*EXERCISE DIRECTIONS:* A copy is needed of each line in the records that has the word "struct".

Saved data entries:
************

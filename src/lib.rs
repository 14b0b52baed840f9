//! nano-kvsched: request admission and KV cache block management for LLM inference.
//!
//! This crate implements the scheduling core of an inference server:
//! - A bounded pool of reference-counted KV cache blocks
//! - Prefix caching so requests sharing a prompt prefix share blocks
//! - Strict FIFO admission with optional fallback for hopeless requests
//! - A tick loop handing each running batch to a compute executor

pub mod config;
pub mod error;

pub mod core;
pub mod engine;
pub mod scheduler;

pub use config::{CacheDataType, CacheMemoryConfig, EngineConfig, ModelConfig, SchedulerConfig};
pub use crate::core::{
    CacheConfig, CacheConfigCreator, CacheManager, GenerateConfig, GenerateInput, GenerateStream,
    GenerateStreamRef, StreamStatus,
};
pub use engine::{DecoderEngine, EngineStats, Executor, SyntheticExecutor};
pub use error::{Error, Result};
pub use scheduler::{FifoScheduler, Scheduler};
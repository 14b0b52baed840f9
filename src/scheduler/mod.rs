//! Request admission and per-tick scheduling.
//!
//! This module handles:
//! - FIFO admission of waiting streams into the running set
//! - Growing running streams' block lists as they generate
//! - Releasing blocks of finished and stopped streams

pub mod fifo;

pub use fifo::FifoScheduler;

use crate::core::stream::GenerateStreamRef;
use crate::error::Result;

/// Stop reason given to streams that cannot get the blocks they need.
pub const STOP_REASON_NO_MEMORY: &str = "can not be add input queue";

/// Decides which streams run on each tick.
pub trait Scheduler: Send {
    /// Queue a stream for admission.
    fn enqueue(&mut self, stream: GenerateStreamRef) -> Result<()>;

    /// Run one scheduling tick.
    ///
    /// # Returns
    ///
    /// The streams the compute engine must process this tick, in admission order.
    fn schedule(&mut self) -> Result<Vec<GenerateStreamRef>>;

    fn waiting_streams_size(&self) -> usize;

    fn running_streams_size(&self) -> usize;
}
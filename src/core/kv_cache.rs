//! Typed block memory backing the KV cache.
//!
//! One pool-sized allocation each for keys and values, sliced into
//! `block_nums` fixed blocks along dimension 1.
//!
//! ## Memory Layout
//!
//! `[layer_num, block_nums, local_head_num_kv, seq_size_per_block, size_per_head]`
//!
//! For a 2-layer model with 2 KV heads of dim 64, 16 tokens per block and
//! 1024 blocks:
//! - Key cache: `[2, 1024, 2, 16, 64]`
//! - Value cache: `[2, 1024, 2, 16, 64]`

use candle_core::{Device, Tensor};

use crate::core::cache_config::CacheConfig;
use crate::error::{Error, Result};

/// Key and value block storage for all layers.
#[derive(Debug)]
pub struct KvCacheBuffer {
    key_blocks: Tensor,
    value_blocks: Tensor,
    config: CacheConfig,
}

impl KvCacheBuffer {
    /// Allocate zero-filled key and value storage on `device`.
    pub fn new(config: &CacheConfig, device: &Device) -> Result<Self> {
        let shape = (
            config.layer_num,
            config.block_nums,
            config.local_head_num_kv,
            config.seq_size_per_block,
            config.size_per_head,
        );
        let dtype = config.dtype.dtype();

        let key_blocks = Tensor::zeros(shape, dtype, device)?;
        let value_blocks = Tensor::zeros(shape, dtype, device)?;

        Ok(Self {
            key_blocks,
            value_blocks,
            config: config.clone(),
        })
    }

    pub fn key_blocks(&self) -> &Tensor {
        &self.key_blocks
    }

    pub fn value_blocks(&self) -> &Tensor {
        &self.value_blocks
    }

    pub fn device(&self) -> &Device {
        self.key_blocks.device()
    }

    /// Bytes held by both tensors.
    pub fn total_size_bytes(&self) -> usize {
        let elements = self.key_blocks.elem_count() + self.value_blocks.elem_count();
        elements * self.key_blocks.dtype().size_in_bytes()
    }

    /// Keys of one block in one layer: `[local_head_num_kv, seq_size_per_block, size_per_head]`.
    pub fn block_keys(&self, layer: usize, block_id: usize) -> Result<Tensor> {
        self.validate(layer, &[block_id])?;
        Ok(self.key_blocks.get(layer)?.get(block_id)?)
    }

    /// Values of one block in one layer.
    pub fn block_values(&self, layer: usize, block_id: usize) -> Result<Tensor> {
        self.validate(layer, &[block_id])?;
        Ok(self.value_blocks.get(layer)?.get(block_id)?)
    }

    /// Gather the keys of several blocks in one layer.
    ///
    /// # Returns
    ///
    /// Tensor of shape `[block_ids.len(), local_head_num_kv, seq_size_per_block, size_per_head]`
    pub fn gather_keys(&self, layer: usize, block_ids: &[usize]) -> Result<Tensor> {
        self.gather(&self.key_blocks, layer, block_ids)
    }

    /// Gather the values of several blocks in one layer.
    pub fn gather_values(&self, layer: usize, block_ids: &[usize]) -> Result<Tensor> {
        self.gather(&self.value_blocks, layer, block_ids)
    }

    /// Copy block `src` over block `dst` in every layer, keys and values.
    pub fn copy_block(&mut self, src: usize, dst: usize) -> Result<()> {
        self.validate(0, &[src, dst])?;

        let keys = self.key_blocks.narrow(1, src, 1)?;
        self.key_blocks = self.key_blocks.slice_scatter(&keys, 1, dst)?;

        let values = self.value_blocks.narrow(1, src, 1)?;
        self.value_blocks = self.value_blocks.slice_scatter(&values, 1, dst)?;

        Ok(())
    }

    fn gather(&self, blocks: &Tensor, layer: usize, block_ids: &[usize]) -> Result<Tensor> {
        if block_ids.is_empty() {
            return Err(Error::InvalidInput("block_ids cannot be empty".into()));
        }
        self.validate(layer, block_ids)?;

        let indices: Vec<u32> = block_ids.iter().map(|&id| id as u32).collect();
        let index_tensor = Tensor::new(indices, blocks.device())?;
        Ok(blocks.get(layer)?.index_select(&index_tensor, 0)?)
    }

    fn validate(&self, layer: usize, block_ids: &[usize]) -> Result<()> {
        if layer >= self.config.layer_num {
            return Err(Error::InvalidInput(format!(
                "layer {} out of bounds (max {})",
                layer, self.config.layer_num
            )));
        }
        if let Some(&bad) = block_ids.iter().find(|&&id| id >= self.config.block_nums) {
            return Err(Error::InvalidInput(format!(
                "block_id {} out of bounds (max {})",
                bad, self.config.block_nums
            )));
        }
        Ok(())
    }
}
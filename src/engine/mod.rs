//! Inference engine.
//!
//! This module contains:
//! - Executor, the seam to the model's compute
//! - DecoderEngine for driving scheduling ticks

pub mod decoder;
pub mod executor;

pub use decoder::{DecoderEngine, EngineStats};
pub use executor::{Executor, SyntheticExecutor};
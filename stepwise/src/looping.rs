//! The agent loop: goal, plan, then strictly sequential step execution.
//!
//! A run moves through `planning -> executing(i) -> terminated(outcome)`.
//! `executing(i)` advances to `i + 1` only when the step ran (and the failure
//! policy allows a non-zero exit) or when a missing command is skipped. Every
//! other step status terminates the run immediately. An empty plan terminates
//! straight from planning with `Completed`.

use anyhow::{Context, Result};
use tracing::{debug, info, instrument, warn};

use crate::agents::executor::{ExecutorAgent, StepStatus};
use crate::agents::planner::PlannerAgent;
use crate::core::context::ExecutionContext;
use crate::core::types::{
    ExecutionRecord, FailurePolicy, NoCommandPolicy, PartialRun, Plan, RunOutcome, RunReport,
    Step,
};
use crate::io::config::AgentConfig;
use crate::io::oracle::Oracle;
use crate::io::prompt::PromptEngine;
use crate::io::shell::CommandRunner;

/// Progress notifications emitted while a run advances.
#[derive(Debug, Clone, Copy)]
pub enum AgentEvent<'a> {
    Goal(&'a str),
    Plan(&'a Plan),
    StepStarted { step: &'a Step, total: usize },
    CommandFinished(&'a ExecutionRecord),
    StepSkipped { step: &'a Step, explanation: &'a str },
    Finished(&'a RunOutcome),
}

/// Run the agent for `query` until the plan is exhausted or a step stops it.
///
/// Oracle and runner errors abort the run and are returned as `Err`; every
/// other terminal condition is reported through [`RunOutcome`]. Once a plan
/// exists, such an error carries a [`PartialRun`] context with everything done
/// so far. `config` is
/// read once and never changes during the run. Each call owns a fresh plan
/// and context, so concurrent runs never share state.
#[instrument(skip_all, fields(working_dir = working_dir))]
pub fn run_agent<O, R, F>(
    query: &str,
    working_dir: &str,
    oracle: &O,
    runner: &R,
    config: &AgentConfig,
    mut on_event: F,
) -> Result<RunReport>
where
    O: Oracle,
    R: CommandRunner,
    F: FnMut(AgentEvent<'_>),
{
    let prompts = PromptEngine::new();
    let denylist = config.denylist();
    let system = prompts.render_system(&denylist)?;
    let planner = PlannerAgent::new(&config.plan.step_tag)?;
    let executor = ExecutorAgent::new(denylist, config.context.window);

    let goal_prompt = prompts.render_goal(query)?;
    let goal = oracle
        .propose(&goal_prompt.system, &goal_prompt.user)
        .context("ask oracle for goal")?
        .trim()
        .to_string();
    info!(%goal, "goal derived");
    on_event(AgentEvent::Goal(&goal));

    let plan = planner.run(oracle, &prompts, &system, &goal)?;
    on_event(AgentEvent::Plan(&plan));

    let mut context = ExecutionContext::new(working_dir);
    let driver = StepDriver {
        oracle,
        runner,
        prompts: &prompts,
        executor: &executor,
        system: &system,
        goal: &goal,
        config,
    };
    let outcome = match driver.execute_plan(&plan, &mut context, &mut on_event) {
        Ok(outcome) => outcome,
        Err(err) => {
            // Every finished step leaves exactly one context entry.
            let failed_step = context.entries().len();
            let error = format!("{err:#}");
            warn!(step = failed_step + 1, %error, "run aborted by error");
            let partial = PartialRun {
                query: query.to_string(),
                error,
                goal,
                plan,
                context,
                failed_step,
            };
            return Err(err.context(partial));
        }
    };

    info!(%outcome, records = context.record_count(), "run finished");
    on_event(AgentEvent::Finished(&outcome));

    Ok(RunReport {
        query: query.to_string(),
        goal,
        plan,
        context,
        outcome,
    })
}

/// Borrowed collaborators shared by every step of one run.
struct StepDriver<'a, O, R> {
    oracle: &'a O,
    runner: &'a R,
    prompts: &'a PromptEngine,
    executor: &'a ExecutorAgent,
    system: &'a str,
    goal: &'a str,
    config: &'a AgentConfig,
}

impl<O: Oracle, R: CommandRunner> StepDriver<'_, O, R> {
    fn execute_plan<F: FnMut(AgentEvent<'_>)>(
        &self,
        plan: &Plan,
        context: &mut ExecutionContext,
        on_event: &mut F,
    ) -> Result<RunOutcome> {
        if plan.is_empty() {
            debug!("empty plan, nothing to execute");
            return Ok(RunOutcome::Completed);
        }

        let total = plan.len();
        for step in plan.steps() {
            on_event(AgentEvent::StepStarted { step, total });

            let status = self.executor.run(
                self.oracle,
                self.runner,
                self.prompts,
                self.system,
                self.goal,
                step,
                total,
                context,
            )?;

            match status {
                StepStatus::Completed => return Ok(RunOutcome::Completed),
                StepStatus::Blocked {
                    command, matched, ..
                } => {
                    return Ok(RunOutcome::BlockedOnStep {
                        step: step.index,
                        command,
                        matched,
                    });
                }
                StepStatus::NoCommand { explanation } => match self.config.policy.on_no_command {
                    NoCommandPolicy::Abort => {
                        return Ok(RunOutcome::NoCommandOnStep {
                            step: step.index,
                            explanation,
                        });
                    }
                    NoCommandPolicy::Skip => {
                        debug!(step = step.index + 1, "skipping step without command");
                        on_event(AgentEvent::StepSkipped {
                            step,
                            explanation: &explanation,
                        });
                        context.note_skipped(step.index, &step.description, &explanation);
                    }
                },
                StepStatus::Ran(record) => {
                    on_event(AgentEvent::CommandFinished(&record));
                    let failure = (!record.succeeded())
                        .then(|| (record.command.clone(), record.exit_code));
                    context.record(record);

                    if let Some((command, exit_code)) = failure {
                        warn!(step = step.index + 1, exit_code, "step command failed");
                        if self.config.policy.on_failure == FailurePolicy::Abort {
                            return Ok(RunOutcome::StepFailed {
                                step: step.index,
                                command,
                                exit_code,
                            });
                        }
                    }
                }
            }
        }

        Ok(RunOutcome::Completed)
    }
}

************

*RESULT BELOW:*
pub struct KvCacheBuffer {
struct StepDriver<'a, O, R> {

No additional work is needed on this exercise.